§ Problem to work on
Provide the number of lines in the entries below containing "const", with no further words.

§ Data for this task
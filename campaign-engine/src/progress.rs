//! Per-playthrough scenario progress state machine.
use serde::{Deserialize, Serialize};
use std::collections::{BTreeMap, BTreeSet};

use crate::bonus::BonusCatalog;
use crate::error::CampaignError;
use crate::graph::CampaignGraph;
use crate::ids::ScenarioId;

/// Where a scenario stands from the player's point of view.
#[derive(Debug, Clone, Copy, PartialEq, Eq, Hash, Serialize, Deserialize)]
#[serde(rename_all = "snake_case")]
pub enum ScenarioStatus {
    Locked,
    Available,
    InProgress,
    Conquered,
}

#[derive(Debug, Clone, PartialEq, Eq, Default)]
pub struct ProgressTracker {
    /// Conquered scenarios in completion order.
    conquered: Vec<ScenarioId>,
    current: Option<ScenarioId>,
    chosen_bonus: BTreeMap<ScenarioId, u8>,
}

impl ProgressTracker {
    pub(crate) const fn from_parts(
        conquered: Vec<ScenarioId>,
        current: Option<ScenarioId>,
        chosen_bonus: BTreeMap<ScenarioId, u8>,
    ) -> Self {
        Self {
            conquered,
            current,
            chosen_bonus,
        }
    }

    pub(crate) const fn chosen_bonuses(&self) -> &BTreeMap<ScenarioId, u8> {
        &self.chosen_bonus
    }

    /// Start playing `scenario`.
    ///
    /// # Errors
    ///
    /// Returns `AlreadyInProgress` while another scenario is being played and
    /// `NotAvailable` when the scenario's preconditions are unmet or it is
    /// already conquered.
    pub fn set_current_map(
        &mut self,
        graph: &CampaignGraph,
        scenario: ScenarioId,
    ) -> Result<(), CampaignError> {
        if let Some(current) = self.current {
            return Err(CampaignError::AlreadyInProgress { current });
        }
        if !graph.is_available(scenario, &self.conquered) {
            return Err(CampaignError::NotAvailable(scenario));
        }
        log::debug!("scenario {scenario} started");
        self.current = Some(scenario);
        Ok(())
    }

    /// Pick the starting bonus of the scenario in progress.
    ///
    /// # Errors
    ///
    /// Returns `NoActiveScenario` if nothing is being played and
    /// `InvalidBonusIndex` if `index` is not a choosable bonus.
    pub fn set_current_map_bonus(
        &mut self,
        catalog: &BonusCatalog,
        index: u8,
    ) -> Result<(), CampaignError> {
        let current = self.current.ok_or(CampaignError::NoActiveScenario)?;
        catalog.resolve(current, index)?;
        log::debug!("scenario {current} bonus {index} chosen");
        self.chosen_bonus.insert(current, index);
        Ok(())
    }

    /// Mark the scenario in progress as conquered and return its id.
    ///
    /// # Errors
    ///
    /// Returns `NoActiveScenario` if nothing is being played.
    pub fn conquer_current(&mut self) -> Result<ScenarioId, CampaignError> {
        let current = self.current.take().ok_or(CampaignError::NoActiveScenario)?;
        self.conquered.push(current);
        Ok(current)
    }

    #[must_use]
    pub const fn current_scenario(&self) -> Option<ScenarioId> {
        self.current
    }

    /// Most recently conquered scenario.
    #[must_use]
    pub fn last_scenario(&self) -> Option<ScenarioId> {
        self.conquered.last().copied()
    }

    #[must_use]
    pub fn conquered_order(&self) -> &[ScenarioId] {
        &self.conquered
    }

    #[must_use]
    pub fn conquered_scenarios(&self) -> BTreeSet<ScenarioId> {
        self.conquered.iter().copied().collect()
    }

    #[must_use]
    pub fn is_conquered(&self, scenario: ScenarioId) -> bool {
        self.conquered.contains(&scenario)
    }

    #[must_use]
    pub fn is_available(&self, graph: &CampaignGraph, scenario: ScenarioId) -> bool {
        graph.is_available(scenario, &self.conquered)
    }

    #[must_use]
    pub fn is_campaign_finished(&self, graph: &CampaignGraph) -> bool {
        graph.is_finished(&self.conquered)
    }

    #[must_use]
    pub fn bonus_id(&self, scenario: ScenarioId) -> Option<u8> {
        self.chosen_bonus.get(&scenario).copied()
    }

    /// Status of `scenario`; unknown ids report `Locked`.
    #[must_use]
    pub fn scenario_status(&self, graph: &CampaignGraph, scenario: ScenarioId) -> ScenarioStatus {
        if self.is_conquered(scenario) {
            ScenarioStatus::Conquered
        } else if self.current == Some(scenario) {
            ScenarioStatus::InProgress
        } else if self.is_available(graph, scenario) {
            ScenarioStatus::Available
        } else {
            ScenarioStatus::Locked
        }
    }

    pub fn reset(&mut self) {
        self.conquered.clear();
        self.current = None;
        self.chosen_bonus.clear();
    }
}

§ Result of the task
3